Letter: Introducing New Tasks for Intraoperative Mapping in Awake Glioma Surgery: Clearing the Line Between Patient Care and Scientific Research
Résumé
Over the past two decades, it has been demonstrated that brain mapping in an awake patient is a very reliable tool for brain tumor resection, allowing us to maximize the extent of resection while minimizing the functional risk.1 This methodology is becoming more and more popular, and different teams have introduced many new tasks in their intraoperative battery, for motor functions2 as well as for cognitive functions.3,4 While the aim of preserving functions better and better cannot be blamed, it should be kept in mind that selecting for each case a personalized minimal set of tasks is crucial: the awake surgery team has to find an optimal trade-off between the number of tasks incorporated in the intraoperative battery and the limited amount of time of the awake period (about 2 h, in keeping with the onset of the patient's tiredness, which renders monitoring unreliable).
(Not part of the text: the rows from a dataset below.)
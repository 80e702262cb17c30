//! Lowering of a composed statement tree into a flat instruction list.
//!
//! Every expression is checked against the scope it is evaluated in, and
//! includes are compiled inline against their own model type.

use std::sync::Arc;

use log::{debug, trace};

use crate::ast::{Statement, TemplateRoot};
use crate::compose::compose_with;
use crate::error::{StencilError, StencilResult};
use crate::expr::{Expr, Expression, Scope};
use crate::interface::{Options, TemplateSource};
use crate::reflect::{Reflect, Ty};
use crate::routine::{Instruction, Path, RenderRoutine, Step, Writer};
use crate::scope::ScopeStack;

/// Turns template syntax trees into [`RenderRoutine`]s.
///
/// Each compile composes the tree, then walks it once, consulting a scope
/// stack owned by that compile alone. All structural and type errors
/// surface here; a routine that compiles renders without them.
pub struct Compiler<'s> {
    source: &'s dyn TemplateSource,
    options: Options,
    /// Templates currently being included, outermost first.
    includes: Vec<String>,
}

impl<'s> Compiler<'s> {
    pub fn new(source: &'s dyn TemplateSource) -> Self {
        Self::with_options(source, Options::default())
    }

    pub fn with_options(source: &'s dyn TemplateSource, options: Options) -> Self {
        Self {
            source,
            options,
            includes: Vec::new(),
        }
    }

    /// Compiles `root` into a routine rendering models of type `M`.
    ///
    /// # Errors
    /// - If `root` is bound to a type other than `M`.
    /// - Any composition error of the extend chain.
    /// - If an expression is declared against a type other than the model
    ///   in scope, or yields a type the statement cannot use.
    /// - If an include is unknown, recursive, or gets the wrong model type.
    pub fn compile<M: Reflect>(&mut self, root: &TemplateRoot) -> StencilResult<RenderRoutine<M>> {
        let expected = M::ty();
        if *root.model() != expected {
            return Err(StencilError::ModelMismatch {
                expected: root.model().to_string(),
                found: expected.to_string(),
            });
        }

        debug!(
            "compiling template {} for {}",
            root.name().unwrap_or("<root>"),
            expected
        );

        let mut scopes = ScopeStack::new();
        let program = self.compile_root(root, &mut scopes)?;
        debug!("compiled {} top-level instruction(s)", program.len());
        Ok(RenderRoutine::new(program))
    }

    fn compile_root(&mut self, root: &TemplateRoot, scopes: &mut ScopeStack) -> StencilResult<Vec<Instruction>> {
        let merged = compose_with(root, self.source, self.options)?;
        let mut scopes = scopes.isolate(merged.model().clone());
        let mut program = Vec::new();
        self.emit(merged.body(), &mut program, &mut scopes)?;
        Ok(program)
    }

    fn emit(
        &mut self,
        statement: &Statement,
        program: &mut Vec<Instruction>,
        scopes: &mut ScopeStack,
    ) -> StencilResult<()> {
        match statement {
            Statement::WriteLiteral(text) => self.emit_literal(text, program),
            Statement::WriteExpression(expression) => {
                let path = self.emit_expression(expression, scopes)?;
                let writer = Writer::for_ty(&path.ty).ok_or_else(|| StencilError::UnwritableType {
                    expression: path.text.to_string(),
                    ty: path.ty.to_string(),
                })?;
                program.push(Instruction::Write { path, writer });
            }
            Statement::Block(children) => {
                for child in children {
                    self.emit(child, program, scopes)?;
                }
            }
            Statement::Conditional {
                condition,
                then,
                otherwise,
            } => {
                let test = self.emit_expression(condition, scopes)?;
                if test.ty != Ty::Bool {
                    return Err(StencilError::NotABoolean {
                        expression: test.text.to_string(),
                        ty: test.ty.to_string(),
                    });
                }
                let then = self.emit_nested(then, scopes)?;
                let otherwise = match otherwise {
                    Some(otherwise) => self.emit_nested(otherwise, scopes)?,
                    None => Vec::new(),
                };
                program.push(Instruction::Branch {
                    test,
                    then,
                    otherwise,
                });
            }
            Statement::Iterate {
                collection,
                body,
                empty,
            } => {
                let collection = self.emit_expression(collection, scopes)?;
                let element = collection
                    .ty
                    .element()
                    .cloned()
                    .ok_or_else(|| StencilError::NotACollection {
                        expression: collection.text.to_string(),
                        ty: collection.ty.to_string(),
                    })?;

                let body = {
                    let mut scopes = scopes.enter(element);
                    self.emit_nested(body, &mut scopes)?
                };
                let empty = match empty {
                    Some(empty) => self.emit_nested(empty, scopes)?,
                    None => Vec::new(),
                };
                program.push(Instruction::Iterate {
                    collection,
                    body,
                    empty,
                });
            }
            Statement::Include { template, model } => {
                let model = self.emit_expression(model, scopes)?;
                let body = self.emit_include(template, &model.ty, scopes)?;
                program.push(Instruction::Include { model, body });
            }
            Statement::Override { .. } | Statement::Extend { .. } => {
                return Err(StencilError::UnresolvedComposition {
                    node: statement.describe(),
                });
            }
        }
        Ok(())
    }

    fn emit_nested(&mut self, statement: &Statement, scopes: &mut ScopeStack) -> StencilResult<Vec<Instruction>> {
        let mut program = Vec::new();
        self.emit(statement, &mut program, scopes)?;
        Ok(program)
    }

    fn emit_literal(&self, text: &Arc<str>, program: &mut Vec<Instruction>) {
        if text.is_empty() {
            return;
        }
        if self.options.coalesce_literals {
            if let Some(Instruction::WriteLiteral(previous)) = program.last_mut() {
                *previous = format!("{}{}", previous, text).into();
                return;
            }
        }
        program.push(Instruction::WriteLiteral(Arc::clone(text)));
    }

    fn emit_include(&mut self, template: &str, model: &Ty, scopes: &mut ScopeStack) -> StencilResult<Vec<Instruction>> {
        if self.includes.iter().any(|name| name == template) {
            let mut chain = self.includes.clone();
            chain.push(template.to_string());
            return Err(StencilError::RecursiveInclude { chain });
        }

        let root = self
            .source
            .resolve(template)
            .ok_or_else(|| StencilError::MissingTemplate {
                template_name: template.to_string(),
            })?;
        if root.model() != model {
            return Err(StencilError::ModelMismatch {
                expected: root.model().to_string(),
                found: model.to_string(),
            });
        }

        trace!("inlining include of '{}'", template);
        self.includes.push(template.to_string());
        let body = self.compile_root(&root.named(template), scopes);
        self.includes.pop();
        body
    }

    /// Lowers an expression to a path starting from the scope it names.
    fn emit_expression(&self, expression: &Expression, scopes: &ScopeStack) -> StencilResult<Path> {
        let loaded = match expression.scope() {
            Scope::CurrentModel => scopes.current_model(),
            Scope::RootModel => scopes.root_model(),
        };
        let (load, in_scope) = loaded.ok_or(StencilError::EmptyScope)?;

        let expr = expression.expr();
        let declared = expr.model_ty();
        if declared != *in_scope {
            return Err(StencilError::ScopeMismatch {
                expression: expression.to_string(),
                expected: in_scope.to_string(),
                found: declared.to_string(),
            });
        }

        let mut steps = Vec::new();
        lower(expr, &mut steps);
        Ok(Path {
            load,
            steps,
            ty: expr.result_ty(),
            text: expression.to_string().into(),
        })
    }
}

/// Flattens an expression into member steps, outer before inner.
fn lower(expr: &Expr, steps: &mut Vec<Step>) {
    match expr {
        Expr::Property(access) | Expr::Field(access) | Expr::Function(access) => {
            steps.push(Step::Member {
                name: access.member().name(),
                getter: Arc::clone(&access.member().getter),
            });
        }
        Expr::SubModel { outer, inner } => {
            lower(outer, steps);
            lower(inner, steps);
        }
        Expr::This(_) => {}
        Expr::HasItems(collection) => {
            lower(collection, steps);
            steps.push(Step::HasItems);
        }
    }
}

/// Compiles `root` for model type `M`, resolving named templates through `source`.
///
/// # Errors
/// See [`Compiler::compile`].
pub fn compile<M: Reflect>(root: &TemplateRoot, source: &dyn TemplateSource) -> StencilResult<RenderRoutine<M>> {
    Compiler::new(source).compile(root)
}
More than that, there is a risk of introducing tasks that would be too sensitive, in the sense that the removal of a positive site would not necessarily lead to a permanent deficit of the function, meaning that brain mapping would restrict the extent of resection for no good reasons. We, thus, would like to highlight in this letter that the introduction of a new task tapping a specific sensorimotor, cognitive, or emotional process should follow a strict scientific plan.